• [What the task requires]: Only lines that contain the string "match" should be returned from the material below.

• [Data provided]:
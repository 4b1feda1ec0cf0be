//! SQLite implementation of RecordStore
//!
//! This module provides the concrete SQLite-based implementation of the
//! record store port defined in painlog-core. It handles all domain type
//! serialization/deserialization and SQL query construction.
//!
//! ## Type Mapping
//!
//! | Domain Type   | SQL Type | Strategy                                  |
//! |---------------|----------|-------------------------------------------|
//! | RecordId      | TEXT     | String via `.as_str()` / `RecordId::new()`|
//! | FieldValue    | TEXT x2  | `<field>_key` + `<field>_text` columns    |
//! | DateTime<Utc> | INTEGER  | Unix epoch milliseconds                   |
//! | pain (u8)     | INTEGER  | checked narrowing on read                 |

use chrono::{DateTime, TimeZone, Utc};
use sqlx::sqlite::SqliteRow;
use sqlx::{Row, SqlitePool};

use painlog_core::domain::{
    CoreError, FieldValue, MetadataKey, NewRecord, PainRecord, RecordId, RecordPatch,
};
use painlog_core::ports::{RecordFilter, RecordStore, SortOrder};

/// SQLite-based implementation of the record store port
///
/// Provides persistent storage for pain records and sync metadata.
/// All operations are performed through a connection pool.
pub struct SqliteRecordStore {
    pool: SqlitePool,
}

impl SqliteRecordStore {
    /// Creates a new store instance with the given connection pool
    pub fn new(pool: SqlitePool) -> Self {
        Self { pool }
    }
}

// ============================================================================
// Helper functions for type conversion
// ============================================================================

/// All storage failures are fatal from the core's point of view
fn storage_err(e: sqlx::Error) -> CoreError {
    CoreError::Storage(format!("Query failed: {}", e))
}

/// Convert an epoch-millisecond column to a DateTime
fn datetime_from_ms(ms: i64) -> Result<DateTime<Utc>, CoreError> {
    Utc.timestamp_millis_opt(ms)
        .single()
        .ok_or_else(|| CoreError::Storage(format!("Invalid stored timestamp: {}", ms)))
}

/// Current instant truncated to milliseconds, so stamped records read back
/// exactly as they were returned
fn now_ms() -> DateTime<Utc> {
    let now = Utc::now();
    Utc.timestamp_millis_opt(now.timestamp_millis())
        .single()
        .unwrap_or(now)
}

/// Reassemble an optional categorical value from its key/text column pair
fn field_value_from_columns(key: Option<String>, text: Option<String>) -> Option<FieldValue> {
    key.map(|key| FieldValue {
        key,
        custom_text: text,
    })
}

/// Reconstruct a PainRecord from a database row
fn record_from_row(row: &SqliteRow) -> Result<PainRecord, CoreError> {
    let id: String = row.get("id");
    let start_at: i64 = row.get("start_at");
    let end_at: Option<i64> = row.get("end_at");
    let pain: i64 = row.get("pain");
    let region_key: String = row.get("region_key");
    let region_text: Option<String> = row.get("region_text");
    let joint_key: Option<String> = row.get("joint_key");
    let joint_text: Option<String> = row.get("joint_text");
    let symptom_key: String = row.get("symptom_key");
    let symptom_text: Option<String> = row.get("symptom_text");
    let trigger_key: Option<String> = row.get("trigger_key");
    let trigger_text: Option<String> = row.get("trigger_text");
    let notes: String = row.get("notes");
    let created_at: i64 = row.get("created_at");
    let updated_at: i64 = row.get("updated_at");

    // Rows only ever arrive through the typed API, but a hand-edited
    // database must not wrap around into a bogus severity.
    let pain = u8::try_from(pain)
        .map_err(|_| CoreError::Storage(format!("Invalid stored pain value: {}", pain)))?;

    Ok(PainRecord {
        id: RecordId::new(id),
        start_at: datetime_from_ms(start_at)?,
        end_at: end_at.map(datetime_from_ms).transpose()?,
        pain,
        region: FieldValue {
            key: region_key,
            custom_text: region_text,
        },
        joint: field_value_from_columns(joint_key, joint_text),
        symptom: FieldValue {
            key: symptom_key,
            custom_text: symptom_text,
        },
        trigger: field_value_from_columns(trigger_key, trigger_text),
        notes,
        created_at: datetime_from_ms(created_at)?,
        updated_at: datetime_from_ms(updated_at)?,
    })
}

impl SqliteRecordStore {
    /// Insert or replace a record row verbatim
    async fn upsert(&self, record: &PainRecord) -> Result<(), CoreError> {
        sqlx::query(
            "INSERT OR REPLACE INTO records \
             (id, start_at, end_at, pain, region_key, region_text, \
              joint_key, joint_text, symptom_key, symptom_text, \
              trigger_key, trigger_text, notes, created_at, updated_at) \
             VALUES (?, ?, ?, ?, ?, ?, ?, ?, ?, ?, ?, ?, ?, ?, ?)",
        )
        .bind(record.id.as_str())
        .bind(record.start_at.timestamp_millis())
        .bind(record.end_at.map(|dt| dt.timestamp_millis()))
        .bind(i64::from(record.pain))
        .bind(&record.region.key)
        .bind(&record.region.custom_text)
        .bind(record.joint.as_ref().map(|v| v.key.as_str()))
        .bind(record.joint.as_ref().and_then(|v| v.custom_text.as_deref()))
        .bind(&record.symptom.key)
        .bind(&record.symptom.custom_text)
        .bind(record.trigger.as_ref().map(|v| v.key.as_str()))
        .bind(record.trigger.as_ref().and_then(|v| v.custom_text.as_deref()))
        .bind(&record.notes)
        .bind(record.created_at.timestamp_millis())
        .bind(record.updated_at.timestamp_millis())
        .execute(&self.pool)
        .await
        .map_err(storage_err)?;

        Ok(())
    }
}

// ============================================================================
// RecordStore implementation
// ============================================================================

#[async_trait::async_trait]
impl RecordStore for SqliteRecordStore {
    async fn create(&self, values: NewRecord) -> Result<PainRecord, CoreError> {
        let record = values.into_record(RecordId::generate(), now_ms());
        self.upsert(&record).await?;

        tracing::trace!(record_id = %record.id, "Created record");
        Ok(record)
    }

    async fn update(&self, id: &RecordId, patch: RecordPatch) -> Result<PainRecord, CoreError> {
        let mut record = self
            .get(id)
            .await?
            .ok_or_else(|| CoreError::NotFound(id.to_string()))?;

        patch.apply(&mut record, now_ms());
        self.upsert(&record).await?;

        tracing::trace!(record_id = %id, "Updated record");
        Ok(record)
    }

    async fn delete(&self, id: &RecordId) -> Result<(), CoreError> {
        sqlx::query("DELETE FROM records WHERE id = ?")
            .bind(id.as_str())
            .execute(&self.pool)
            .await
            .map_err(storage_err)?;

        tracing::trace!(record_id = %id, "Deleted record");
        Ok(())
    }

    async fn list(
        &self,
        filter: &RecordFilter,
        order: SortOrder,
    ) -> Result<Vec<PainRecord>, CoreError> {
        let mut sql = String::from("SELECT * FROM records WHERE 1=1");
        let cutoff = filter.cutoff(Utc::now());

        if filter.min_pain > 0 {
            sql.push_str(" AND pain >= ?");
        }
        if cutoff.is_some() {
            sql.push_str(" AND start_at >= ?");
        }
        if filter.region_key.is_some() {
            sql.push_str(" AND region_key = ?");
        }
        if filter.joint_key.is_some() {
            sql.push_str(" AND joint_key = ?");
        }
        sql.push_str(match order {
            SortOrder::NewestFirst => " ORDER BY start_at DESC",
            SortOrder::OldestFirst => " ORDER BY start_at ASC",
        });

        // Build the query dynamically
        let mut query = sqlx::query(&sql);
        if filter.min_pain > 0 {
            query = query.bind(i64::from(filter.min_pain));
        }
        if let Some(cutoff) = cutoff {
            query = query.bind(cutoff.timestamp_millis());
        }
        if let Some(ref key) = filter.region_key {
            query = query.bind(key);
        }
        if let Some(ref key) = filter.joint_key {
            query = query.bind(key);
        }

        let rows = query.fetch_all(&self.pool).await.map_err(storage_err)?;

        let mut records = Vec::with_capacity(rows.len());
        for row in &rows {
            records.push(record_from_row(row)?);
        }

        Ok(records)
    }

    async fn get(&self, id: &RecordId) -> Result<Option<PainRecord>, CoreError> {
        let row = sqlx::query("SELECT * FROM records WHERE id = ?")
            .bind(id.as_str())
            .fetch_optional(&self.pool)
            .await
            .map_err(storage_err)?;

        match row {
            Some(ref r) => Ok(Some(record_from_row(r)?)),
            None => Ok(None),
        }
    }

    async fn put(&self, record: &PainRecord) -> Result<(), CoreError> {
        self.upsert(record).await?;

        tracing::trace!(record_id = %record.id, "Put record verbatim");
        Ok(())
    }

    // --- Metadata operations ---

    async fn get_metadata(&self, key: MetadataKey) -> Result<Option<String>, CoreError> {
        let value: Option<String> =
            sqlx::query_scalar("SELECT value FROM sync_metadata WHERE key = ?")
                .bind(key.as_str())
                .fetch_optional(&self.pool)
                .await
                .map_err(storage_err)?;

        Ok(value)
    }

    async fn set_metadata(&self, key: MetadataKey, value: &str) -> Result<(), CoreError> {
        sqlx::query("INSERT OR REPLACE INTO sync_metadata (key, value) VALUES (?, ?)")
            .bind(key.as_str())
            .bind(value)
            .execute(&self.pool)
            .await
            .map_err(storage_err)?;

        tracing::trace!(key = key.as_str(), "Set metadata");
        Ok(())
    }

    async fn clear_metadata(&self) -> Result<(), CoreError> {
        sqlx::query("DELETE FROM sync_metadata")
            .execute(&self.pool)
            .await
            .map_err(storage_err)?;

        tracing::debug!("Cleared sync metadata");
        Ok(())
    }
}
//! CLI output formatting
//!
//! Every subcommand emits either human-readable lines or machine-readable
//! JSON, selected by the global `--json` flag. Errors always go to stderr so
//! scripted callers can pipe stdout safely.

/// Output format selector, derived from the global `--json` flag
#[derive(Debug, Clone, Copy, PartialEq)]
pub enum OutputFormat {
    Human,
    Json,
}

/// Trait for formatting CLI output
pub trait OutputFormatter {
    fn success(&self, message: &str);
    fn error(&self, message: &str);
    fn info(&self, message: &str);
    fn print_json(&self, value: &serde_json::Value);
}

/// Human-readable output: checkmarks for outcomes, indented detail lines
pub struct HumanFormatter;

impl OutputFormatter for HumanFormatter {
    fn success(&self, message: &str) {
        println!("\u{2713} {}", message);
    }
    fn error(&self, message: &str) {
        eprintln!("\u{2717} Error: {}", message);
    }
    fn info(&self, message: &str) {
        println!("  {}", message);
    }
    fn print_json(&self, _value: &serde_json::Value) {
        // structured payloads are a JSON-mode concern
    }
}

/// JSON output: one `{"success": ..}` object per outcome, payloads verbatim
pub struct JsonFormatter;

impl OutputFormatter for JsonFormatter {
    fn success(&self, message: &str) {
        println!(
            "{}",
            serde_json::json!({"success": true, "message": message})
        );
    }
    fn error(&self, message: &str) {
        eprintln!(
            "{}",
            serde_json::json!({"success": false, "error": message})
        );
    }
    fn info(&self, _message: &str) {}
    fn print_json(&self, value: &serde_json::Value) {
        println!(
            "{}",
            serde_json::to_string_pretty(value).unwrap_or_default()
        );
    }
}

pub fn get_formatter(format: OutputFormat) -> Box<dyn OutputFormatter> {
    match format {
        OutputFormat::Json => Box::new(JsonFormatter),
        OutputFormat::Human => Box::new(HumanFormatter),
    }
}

• [Answer box]:
        sql.push_str(match order {
        match row {
    match format {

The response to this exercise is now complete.